E non può essere certo, messo in dubbio, in quanto risponde ad una massima di esperienza di indiscutibile affidabilità – che una persona offesa di età avanzata sia maggiormente vulnerabile di una giovane, perché dotata di una capacità di attenzione e di reazione decisamente più ridotta, il che, di conseguenza, costituisce un’obiettiva agevolazione per l’autore del reato, che può confidare sulle maggiori possibilità di una buona riuscita dell’azione illecita e che, pertanto, può essere indotto a scegliere quell’obiettivo piuttosto che altri.
Ugualmente non è possibile dubitare che i reati che implicano un impatto sulla sfera fisica o psichica del soggetto passivo da parte dell’autore del fatto e la cui buona riuscita conti sulla maggiore o minore difficoltà di reazione all’offesa da parte della vittima, rechino in re ipsa la dimostrazione quantomeno dell’agevolazione derivata dall’età avanzata della vittima, senza che sul Giudice debba gravare un onere motivazionale specifico ed ulteriore (rispetto al rilievo del dato obiettivo dell’età) che appare superfluo, alla luce della massima di esperienza sopra ricordata.
In tali casi, infatti, le possibilità che la vittima impedisca la commissione del reato ai suoi danni sono indubbiamente inibite o quantomeno ostacolate dal naturale ottundimento dei sensi e dall’inibizione delle capacità motorie che derivano dall’avanzare dell’età.

Furto con strappo e la minorata difesa

Tanto può dirsi senz’altro per il furto con strappo, in cui le possibilità che la vittima avverta il pericolo imminente e che impedisca la sottrazione del bene portato sulla sua persona sono indubbiamente mortificate dalle ridotte capacità di percezione del pericolo e di predisposizione alla difesa ed alla reazione legate alla vecchiaia.
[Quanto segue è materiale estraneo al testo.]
//! Emergency fund calculator: months of expenses covered and the gap to a
//! target buffer.

use ratatui::Frame;
use ratatui::layout::{Constraint, Layout, Rect};
use ratatui::style::{Color, Modifier, Style};
use ratatui::text::{Line, Span};
use ratatui::widgets::{Block, BorderType, Gauge, Paragraph};

use crate::core::config::ResolvedConfig;
use crate::domain::emergency;
use crate::tui::component::{Component, EventHandler, Module};
use crate::tui::components::{Field, Form};
use crate::tui::event::TuiEvent;
use crate::tui::modules::money;

pub struct EmergencyFund {
    form: Form,
    currency: String,
}

impl EmergencyFund {
    pub fn new(config: &ResolvedConfig) -> Self {
        let form = Form::new(
            &config.currency_symbol,
            vec![
                Field::amount("Current savings", 6000.0).step(250.0),
                Field::amount("Monthly expenses", 2500.0).step(100.0),
                Field::count("Target months", 6).range(1.0, 24.0),
            ],
        );
        Self {
            form,
            currency: config.currency_symbol.clone(),
        }
    }
}

impl Module for EmergencyFund {
    fn handle_event(&mut self, event: &TuiEvent) -> bool {
        self.form.handle_event(event).is_some()
    }

    fn render(&mut self, frame: &mut Frame, area: Rect) {
        let [form_area, result_area, gauge_area] = Layout::vertical([
            Constraint::Length(self.form.height()),
            Constraint::Length(4),
            Constraint::Length(3),
        ])
        .areas(area);

        self.form.render(frame, form_area);

        let target_months = self.form.count(2);
        let status = emergency::assess(
            self.form.amount(0),
            self.form.amount(1),
            target_months,
        );

        let funded = status.gap == 0.0;
        let months_style = if funded {
            Style::default().fg(Color::Green).add_modifier(Modifier::BOLD)
        } else {
            Style::default().fg(Color::Yellow).add_modifier(Modifier::BOLD)
        };

        let second_line = if funded {
            Line::from(Span::styled(
                "Target met — your buffer is in place.",
                Style::default().fg(Color::Green),
            ))
        } else {
            Line::from(vec![
                Span::styled("Still to save  ", Style::default().fg(Color::Gray)),
                Span::styled(
                    money(&self.currency, status.gap),
                    Style::default().fg(Color::Yellow),
                ),
                Span::styled(
                    format!("  (target {})", money(&self.currency, status.target_amount)),
                    Style::default().fg(Color::Gray),
                ),
            ])
        };

        let result = Paragraph::new(vec![
            Line::from(vec![
                Span::styled("Covered for  ", Style::default().fg(Color::Gray)),
                Span::styled(format!("{:.1} months", status.months_covered), months_style),
            ]),
            second_line,
        ])
        .block(
            Block::bordered()
                .border_type(BorderType::Rounded)
                .border_style(Style::default().fg(Color::DarkGray))
                .title(" Buffer "),
        );
        frame.render_widget(result, result_area);

        let progress = if target_months > 0 {
            (status.months_covered / target_months as f64).clamp(0.0, 1.0)
        } else {
            0.0
        };
        let gauge = Gauge::default()
            .block(
                Block::bordered()
                    .border_type(BorderType::Rounded)
                    .border_style(Style::default().fg(Color::DarkGray))
                    .title(format!(" Progress to {target_months} months ")),
            )
            .gauge_style(Style::default().fg(if funded { Color::Green } else { Color::Yellow }))
            .ratio(progress);
        frame.render_widget(gauge, gauge_area);
    }
}

#[cfg(test)]
mod tests {
    use super::*;
    use ratatui::Terminal;
    use ratatui::backend::TestBackend;

    #[test]
    fn test_render_shows_coverage_and_gap() {
        let backend = TestBackend::new(80, 18);
        let mut terminal = Terminal::new(backend).unwrap();
        let mut module = EmergencyFund::new(&ResolvedConfig::default());
        terminal.draw(|f| module.render(f, f.area())).unwrap();

        let buffer = terminal.backend().buffer();
        let text = buffer.content().iter().map(|c| c.symbol()).collect::<String>();
        // 6000 / 2500 = 2.4 months against a 6-month target
        assert!(text.contains("2.4 months"));
        assert!(text.contains("Still to save"));
        assert!(text.contains("Progress to 6 months"));
    }
}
In conclusione, è stato perciò, affermato il seguente principio: “Nei reati che presuppongono un’interazione tra autore del fatto e vittima – quale, in particolare, il furto con strappo – l’agevolazione all’agire illecito che deriva dall’età avanzata della persona offesa è in re ipsa, senza che gravi, in capo al Giudice di merito, uno specifico onere motivazionale nel riconoscere la circostanza aggravante di cui all’art. 61, comma 1, n. 5, cod. pen.“.